Fachbeitrag Auf dem Weg zu Power-to-Gas

04.04.2013

In Frankfurt soll bis Ende 2013 eine der größten Pilotanlagen für Power-to-Gas ans Netz gehen. Das Verfahren, das mit Strom Gas erzeugt und so elektrische Energie speicherbar macht, bietet viele Chancen für die Energiewende. Zuvor muss es aber noch einige Hürden überwinden.

Zwar lässt sich Strom gut transportieren, er kann aber mittel- und langfristig nur gespeichert werden, wenn man ihn in andere Energieformen umwandelt. Deshalb sucht man im Rahmen der Ener-giewende nach Verfahren, um sinnvoll mit überschüssigem Strom umzugehen, wenn das Stromangebot die Nachfrage übersteigt. Mit dem steigenden Anteil erneuerbarer Energien, die weniger regelbar sind, steigt der Bedarf zur Lösung dieses Problems enorm.

Vorteile von Power-to-Gas

Gängige Stromspeicherverfahren nutzen etwa chemische Verfahren (Batterien) oder die temporäre Umwandlung in potenzielle Energie (Pumpspeicherkraftwerke), um den Strom später wieder zurückzugewinnen. Alle diese Verfahren haben einen begrenzten Wirkungsgrad und vor allem eine begrenzte Kapazität. Batterien haben zusätzlich das Problem, dass sie über die Zeit an Ladung verlieren und schnell altern. Power-to-Gas macht dagegen aus der Stromspeichernot eine Tugend und versucht erst gar nicht, den Strom hin und wieder zurück zu wandeln, sondern wandelt ihn in Gas um - einen Energieträger, der infrastrukturell in Deutschland gut nutzbar und deutlich einfacher zu speichern und zu transportieren ist. Zudem lässt sich der bei der Elektrolyse entstandene Wasserstoff ohne Wirkungsverlust als Bei-mischung in das bestehende Gasnetz einspeisen, allerdings nur bis zu einem bestimmten Grenzwert (siehe Kasten).

Das Gasnetz ist gut ausgebaut, hat eine hohe Kapazität und vielfältige Abnehmer, die aus Gas entweder Wärme oder wieder Strom erzeugen. Diese Rückwandlung ist komplett entkoppelt vom Energieentstehungsprozess und kann regional und jahreszeitlich optimiert werden. Von Erzeugung bis zur Nutzung gedacht hat das Verfahren also einen immensen Reiz für eine nachhaltige und bezahlbare Energiewende in Deutschland.
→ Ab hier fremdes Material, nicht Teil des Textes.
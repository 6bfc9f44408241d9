//! # Runtime Configuration
//!
//! Loaded in layers, each overriding the previous one:
//!
//! 1. Built-in defaults
//! 2. JSON runtime configuration file (`--config`)
//! 3. Environment (`ACKER_SERVER_URL`, `ACKER_TOKEN`, `ACKER_N2K_TCP`, `ACKER_SOURCE_ID`)
//! 4. Command line flags
//!
//! The rule list itself lives in a separate plugin configuration file, in
//! the Signal K server's `plugin-config-data` format.

use std::path::{Path, PathBuf};

use notification_acker::{AckerConfig, AckerSettings, PLUGIN_ID};
use serde::{Deserialize, Serialize};
use serde_json::Value;
use tracing::info;

use crate::error::ConfigError;

/// Server URL used when none is configured.
pub const DEFAULT_SERVER_URL: &str = "ws://localhost:3000/signalk/v1/stream?subscribe=none";

/// Environment variable overriding the server URL.
pub const ENV_SERVER_URL: &str = "ACKER_SERVER_URL";
/// Environment variable carrying the access token.
pub const ENV_TOKEN: &str = "ACKER_TOKEN";
/// Environment variable selecting TCP NMEA 2000 output.
pub const ENV_N2K_TCP: &str = "ACKER_N2K_TCP";
/// Environment variable overriding the source id.
pub const ENV_SOURCE_ID: &str = "ACKER_SOURCE_ID";

/// Complete runtime configuration.
#[derive(Debug, Clone, PartialEq, Serialize, Deserialize)]
#[serde(default)]
pub struct RuntimeConfig {
    /// Signal K server connection.
    pub server: ServerConfig,
    /// Where `nmea2000out` lines go.
    pub n2k: N2kOutputConfig,
    /// Acker instance settings.
    pub acker: AckerSettings,
    /// Plugin configuration file with the rule list.
    pub plugin_config: PathBuf,
}

impl Default for RuntimeConfig {
    fn default() -> Self {
        Self {
            server: ServerConfig::default(),
            n2k: N2kOutputConfig::default(),
            acker: AckerSettings::default(),
            plugin_config: PathBuf::from(format!("plugin-config-data/{PLUGIN_ID}.json")),
        }
    }
}

/// Signal K server connection.
#[derive(Debug, Clone, PartialEq, Eq, Serialize, Deserialize)]
#[serde(default)]
pub struct ServerConfig {
    /// WebSocket stream URL.
    pub url: String,
    /// Bearer token sent on connect.
    pub token: Option<String>,
    /// Reconnection policy.
    pub reconnect: ReconnectConfig,
}

impl Default for ServerConfig {
    fn default() -> Self {
        Self {
            url: DEFAULT_SERVER_URL.to_string(),
            token: None,
            reconnect: ReconnectConfig::default(),
        }
    }
}

/// Exponential backoff for reconnection.
#[derive(Debug, Clone, Copy, PartialEq, Eq, Serialize, Deserialize)]
#[serde(default)]
pub struct ReconnectConfig {
    /// Consecutive failed attempts before giving up. Zero retries forever.
    pub max_attempts: u32,
    /// Delay after the first failure, doubled per failure.
    pub base_delay_secs: u64,
    /// Upper bound for the delay.
    pub max_delay_secs: u64,
}

impl Default for ReconnectConfig {
    fn default() -> Self {
        Self {
            max_attempts: 10,
            base_delay_secs: 2,
            max_delay_secs: 60,
        }
    }
}

/// NMEA 2000 output channel.
#[derive(Debug, Clone, Default, PartialEq, Eq, Serialize, Deserialize)]
#[serde(tag = "kind", rename_all = "lowercase")]
pub enum N2kOutputConfig {
    /// Log every line.
    #[default]
    Log,
    /// Write lines to an Actisense-format TCP gateway.
    Tcp { address: String },
}

impl RuntimeConfig {
    /// Defaults, overlaid with `path` when given, then with the environment.
    ///
    /// # Errors
    ///
    /// `ConfigError::Read` or `ConfigError::Parse` for a bad file.
    pub fn load(path: Option<&Path>) -> Result<Self, ConfigError> {
        let mut config = match path {
            Some(path) => Self::from_file(path)?,
            None => Self::default(),
        };
        config.apply_env(|key| std::env::var(key).ok());
        Ok(config)
    }

    /// Read a runtime configuration file. Missing fields take their defaults.
    ///
    /// # Errors
    ///
    /// `ConfigError::Read` or `ConfigError::Parse`.
    pub fn from_file(path: &Path) -> Result<Self, ConfigError> {
        let text = read(path)?;
        serde_json::from_str(&text).map_err(|source| ConfigError::Parse {
            what: path.display().to_string(),
            source,
        })
    }

    /// Apply environment overrides, looking variables up with `lookup`.
    pub fn apply_env<F>(&mut self, lookup: F)
    where
        F: Fn(&str) -> Option<String>,
    {
        if let Some(url) = lookup(ENV_SERVER_URL) {
            self.server.url = url;
        }
        if let Some(token) = lookup(ENV_TOKEN) {
            self.server.token = Some(token);
        }
        if let Some(address) = lookup(ENV_N2K_TCP) {
            self.n2k = N2kOutputConfig::Tcp { address };
        }
        if let Some(source_id) = lookup(ENV_SOURCE_ID) {
            self.acker.source_id = source_id;
        }
    }

    /// Check the configuration can be used.
    ///
    /// # Errors
    ///
    /// The first problem found.
    pub fn validate(&self) -> Result<(), ConfigError> {
        if !(self.server.url.starts_with("ws://") || self.server.url.starts_with("wss://")) {
            return Err(ConfigError::InvalidServerUrl(self.server.url.clone()));
        }
        if let N2kOutputConfig::Tcp { address } = &self.n2k {
            if address.trim().is_empty() {
                return Err(ConfigError::EmptyTcpAddress);
            }
        }
        if self.acker.source_id.trim().is_empty() {
            return Err(ConfigError::EmptySourceId);
        }
        Ok(())
    }
}

/// Stored plugin configuration as written by a Signal K server.
#[derive(Debug, Deserialize)]
struct PluginConfigData {
    #[serde(default = "enabled_by_default")]
    enabled: bool,
    #[serde(default)]
    configuration: AckerConfig,
}

fn enabled_by_default() -> bool {
    true
}

/// Decode a plugin configuration document.
///
/// Accepts `{"enabled": .., "configuration": {"notifications": [..]}}` or a
/// bare `{"notifications": [..]}`. A disabled plugin yields no rules.
///
/// # Errors
///
/// `ConfigError::Parse` when the document has neither shape.
pub fn parse_plugin_config(text: &str) -> Result<AckerConfig, ConfigError> {
    let parse_error = |source| ConfigError::Parse {
        what: "plugin configuration".to_string(),
        source,
    };

    let value: Value = serde_json::from_str(text).map_err(parse_error)?;
    if value.get("configuration").is_none() {
        return serde_json::from_value(value).map_err(parse_error);
    }

    let data: PluginConfigData = serde_json::from_value(value).map_err(parse_error)?;
    if !data.enabled {
        info!("Plugin is disabled in its configuration, no rules loaded");
        return Ok(AckerConfig::default());
    }
    Ok(data.configuration)
}

/// Read and decode a plugin configuration file.
///
/// # Errors
///
/// `ConfigError::Read` or `ConfigError::Parse`.
pub fn load_plugin_config(path: &Path) -> Result<AckerConfig, ConfigError> {
    parse_plugin_config(&read(path)?)
}

fn read(path: &Path) -> Result<String, ConfigError> {
    std::fs::read_to_string(path).map_err(|source| ConfigError::Read {
        path: path.to_path_buf(),
        source,
    })
}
Investition in die Zukunft

Speziell für Metropolregionen wie etwa das Rhein-Main-Gebiet wirft die Energiewende einige zentrale Fragen auf: Wie soll der hohe Energiebedarf in Ballungszentren in Zukunft auf eine ökologisch und ökonomisch sinnvolle Art und Weise befriedigt werden?

Power-to-Gas könnte mit seinen Speicher- und Transportmöglichkeiten ein Teil der Antwort sein, um die regenerativen Energien aus dem Umland zu nutzen und die Stadtregion zu versorgen. Auf diese Weise könnte sich ein Win-Win-Effekt für größere Städte und ihr Umland einstellen. Im September 2012 beschloss deshalb ein Konsortium von zwölf Projektpartnern aus der Thüga-Gruppe, in Frankfurt eine der größten Pilotanlagen für Power-to-Gas zu errichten. Bis Ende 2013 soll sie ans Netz gehen, pro Stunde sollen 3000 Kubikmeter mit Wasserstoff angereichertem Erdgas in das Frankfurter Verteilnetz eingespeist werden. Das Budget des Projekts beläuft sich auf 12 bis 15 Millionen Euro. Beteiligt ist auch Mainova.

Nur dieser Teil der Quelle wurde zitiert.